Time of onset, severity, and localization of LICATS. Credit: The Lancet Rheumatology (2025). DOI: 10.1016/S2665-9913(25)00091-8

Researchers at Friedrich-Alexander-Universität Erlangen-Nürnberg have identified a previously undocumented, organ-specific toxicity linked to CD19-targeted CAR T-cell therapy in autoimmune disease. The syndrome, termed local immune effector cell-associated toxicity syndrome (LICATS), affected 77% of patients and resolved without lasting complications.

B-cell-driven autoimmune diseases such as systemic lupus erythematosus, systemic sclerosis, and idiopathic inflammatory myopathy damage organs through prolonged immune cell infiltration and antibody accumulation. Conventional therapies suppress immune activation but often fail to restore lasting immunologic tolerance.

Circulating B cells can be targeted by monoclonal antibodies, yet this approach does not reach immune cells embedded deep within tissues. Organs such as the kidney, lung, and muscle continue to deteriorate under local inflammation, even when blood-based B-cell markers decline.

CAR T-cell therapy introduces genetically modified immune cells capable of penetrating tissue and eliminating CD19-positive B cells in affected sites. Reports of drug-free remission in patients treated with this approach have intensified clinical interest.Toxicities observed in cancer trials dominate the risk profile, leaving clinicians uncertain about potential autoimmune-specific complications.

In the study, "Local immune effector cell-associated toxicity syndrome in CAR T-cell treated patients with autoimmune disease, " published in The Lancet Rheumatology, investigators conducted an observational analysis to document organ-focused reactions following CD19 CAR T-cell infusion.

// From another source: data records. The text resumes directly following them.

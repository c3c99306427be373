//! Application state.

use crate::service::JobService;
use std::sync::Arc;

/// Shared application state.
#[derive(Clone)]
pub struct AppState {
    pub jobs: Arc<JobService>,
}

impl AppState {
    pub fn new(jobs: Arc<JobService>) -> Self {
        Self { jobs }
    }
}
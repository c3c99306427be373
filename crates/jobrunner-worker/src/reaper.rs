//! Crash recovery: returns orphaned in-flight ids to their ready lists.

use jobrunner_queue::PriorityQueue;
use std::sync::Arc;
use std::time::Duration;
use tokio::time::{self, MissedTickBehavior};
use tokio_util::sync::CancellationToken;
use tracing::{info, warn};

const DEFAULT_INTERVAL: Duration = Duration::from_secs(30);

/// Ids moved per lane per tick.
const BATCH_PER_LANE: usize = 100;

/// Periodic task that requeues stale in-flight ids.
///
/// There is no per-id lease: anything still in an in-flight list at tick
/// time is treated as stale, so the interval is also the redelivery latency
/// floor for crashed workers.
pub struct Reaper {
    queue: Arc<PriorityQueue>,
    interval: Duration,
}

impl Reaper {
    pub fn new(queue: Arc<PriorityQueue>) -> Self {
        Self {
            queue,
            interval: DEFAULT_INTERVAL,
        }
    }

    pub fn with_interval(mut self, interval: Duration) -> Self {
        self.interval = interval;
        self
    }

    /// Tick until `shutdown` is cancelled. Errors are logged and the next
    /// tick proceeds.
    pub async fn run(&self, shutdown: CancellationToken) {
        let mut ticker = time::interval_at(time::Instant::now() + self.interval, self.interval);
        ticker.set_missed_tick_behavior(MissedTickBehavior::Delay);

        loop {
            tokio::select! {
                _ = shutdown.cancelled() => break,
                _ = ticker.tick() => {
                    match self.queue.requeue_stale(BATCH_PER_LANE).await {
                        Ok(0) => {}
                        Ok(moved) => info!(moved, "Requeued stale in-flight jobs"),
                        Err(err) => warn!(error = %err, "Requeue failed"),
                    }
                }
            }
        }
    }
}

#[cfg(test)]
mod tests {
    use super::*;
    use jobrunner_queue::{MemoryLaneStore, QueueKeys};
    use tokio::time::sleep;

    #[tokio::test]
    async fn reaper_restores_unacked_claims() {
        let store = Arc::new(MemoryLaneStore::new());
        let queue = Arc::new(PriorityQueue::new(store.clone(), QueueKeys::default()));

        queue.enqueue("X", 1).await.unwrap();
        queue
            .claim_blocking(Some(Duration::from_secs(1)))
            .await
            .unwrap();

        let reaper = Reaper::new(queue.clone()).with_interval(Duration::from_millis(50));
        let shutdown = CancellationToken::new();
        let running = tokio::spawn({
            let shutdown = shutdown.clone();
            async move { reaper.run(shutdown).await }
        });

        sleep(Duration::from_millis(200)).await;
        shutdown.cancel();
        running.await.unwrap();

        assert_eq!(store.snapshot("jobs:queue:normal"), vec!["X"]);
        assert!(store.snapshot("jobs:processing:normal").is_empty());
    }
}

A total of 39 adults and adolescents received the second-generation CD19 CAR products, MB-CART 19.1 or KYV-101, at Erlangen and Düsseldorf centers between March 2021 and October 2024, then entered at least 30-day follow-up.

Clinicians tracked local symptoms, laboratory shifts, imaging, and biopsy results, grading events from 1 (self-resolving) to 4 (intensive care) and classifying onset as early, intermediate, or late. Investigators excluded systemic cytokine release syndrome (CRS) and required spontaneous regression or brief glucocorticoid use to separate LICATS from disease flare.

In all, 54 LICATS events emerged across 30 patients, most often skin eruptions (35%) and kidney dysfunction (22%). Median onset registered at 10 days after infusion, lasting a median of 11 days. All events occurred during B-cell aplasia and only in organs previously involved in each patient's autoimmune disease.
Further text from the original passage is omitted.